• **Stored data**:
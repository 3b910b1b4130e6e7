//! Password hashing utilities using Argon2id.

use argon2::{
    password_hash::{rand_core::OsRng, PasswordHash, PasswordHasher, PasswordVerifier, SaltString},
    Algorithm, Argon2, Params, Version,
};
use thiserror::Error;

/// Error type for password operations.
#[derive(Debug, Error)]
pub enum PasswordError {
    #[error("Failed to hash password: {0}")]
    HashError(String),

    #[error("Invalid password hash format")]
    InvalidHashFormat,
}

/// Argon2id parameters (19 MiB, 2 iterations, 1 lane).
const MEMORY_COST: u32 = 19456;
const TIME_COST: u32 = 2;
const PARALLELISM: u32 = 1;
const OUTPUT_LEN: usize = 32;

fn create_argon2() -> Result<Argon2<'static>, PasswordError> {
    let params = Params::new(MEMORY_COST, TIME_COST, PARALLELISM, Some(OUTPUT_LEN))
        .map_err(|e| PasswordError::HashError(e.to_string()))?;
    Ok(Argon2::new(Algorithm::Argon2id, Version::V0x13, params))
}

/// Hashes a password, returning a PHC-formatted string.
pub fn hash_password(password: &str) -> Result<String, PasswordError> {
    let salt = SaltString::generate(&mut OsRng);
    let hash = create_argon2()?
        .hash_password(password.as_bytes(), &salt)
        .map_err(|e| PasswordError::HashError(e.to_string()))?;
    Ok(hash.to_string())
}

/// Verifies a password against a stored PHC hash.
pub fn verify_password(password: &str, hash: &str) -> Result<bool, PasswordError> {
    let parsed = PasswordHash::new(hash).map_err(|_| PasswordError::InvalidHashFormat)?;
    Ok(create_argon2()?
        .verify_password(password.as_bytes(), &parsed)
        .is_ok())
}

#[cfg(test)]
mod tests {
    use super::*;

    #[test]
    fn test_hash_and_verify() {
        let hash = hash_password("correct horse").unwrap();
        assert!(hash.starts_with("$argon2id$"));
        assert!(verify_password("correct horse", &hash).unwrap());
        assert!(!verify_password("wrong horse", &hash).unwrap());
    }

    #[test]
    fn test_invalid_hash_format() {
        assert!(matches!(
            verify_password("x", "not-a-hash"),
            Err(PasswordError::InvalidHashFormat)
        ));
    }
}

• **What to produce**:
Each line of the data should be given back exactly.

• **Answer below**:
repository 3b910b1b4130e6e7
//! Password hashing utilities using Argon2id.

use argon2::{
    password_hash::{rand_core::OsRng, PasswordHash, PasswordHasher, PasswordVerifier, SaltString},
    Algorithm, Argon2, Params, Version,
};
use thiserror::Error;

/// Error type for password operations.
#[derive(Debug, Error)]
pub enum PasswordError {
    #[error("Failed to hash password: {0}")]
    HashError(String),

    #[error("Invalid password hash format")]
    InvalidHashFormat,
}

/// Argon2id parameters (19 MiB, 2 iterations, 1 lane).
const MEMORY_COST: u32 = 19456;
const TIME_COST: u32 = 2;
const PARALLELISM: u32 = 1;
const OUTPUT_LEN: usize = 32;

fn create_argon2() -> Result<Argon2<'static>, PasswordError> {
    let params = Params::new(MEMORY_COST, TIME_COST, PARALLELISM, Some(OUTPUT_LEN))
        .map_err(|e| PasswordError::HashError(e.to_string()))?;
    Ok(Argon2::new(Algorithm::Argon2id, Version::V0x13, params))
}

/// Hashes a password, returning a PHC-formatted string.
pub fn hash_password(password: &str) -> Result<String, PasswordError> {
    let salt = SaltString::generate(&mut OsRng);
    let hash = create_argon2()?
        .hash_password(password.as_bytes(), &salt)
        .map_err(|e| PasswordError::HashError(e.to_string()))?;
    Ok(hash.to_string())
}

/// Verifies a password against a stored PHC hash.
pub fn verify_password(password: &str, hash: &str) -> Result<bool, PasswordError> {
    let parsed = PasswordHash::new(hash).map_err(|_| PasswordError::InvalidHashFormat)?;
    Ok(create_argon2()?
        .verify_password(password.as_bytes(), &parsed)
        .is_ok())
}

#[cfg(test)]
mod tests {
    use super::*;

    #[test]
    fn test_hash_and_verify() {
        let hash = hash_password("correct horse").unwrap();
        assert!(hash.starts_with("$argon2id$"));
        assert!(verify_password("correct horse", &hash).unwrap());
        assert!(!verify_password("wrong horse", &hash).unwrap());
    }

    #[test]
    fn test_invalid_hash_format() {
        assert!(matches!(
            verify_password("x", "not-a-hash"),
            Err(PasswordError::InvalidHashFormat)
        ));
    }
}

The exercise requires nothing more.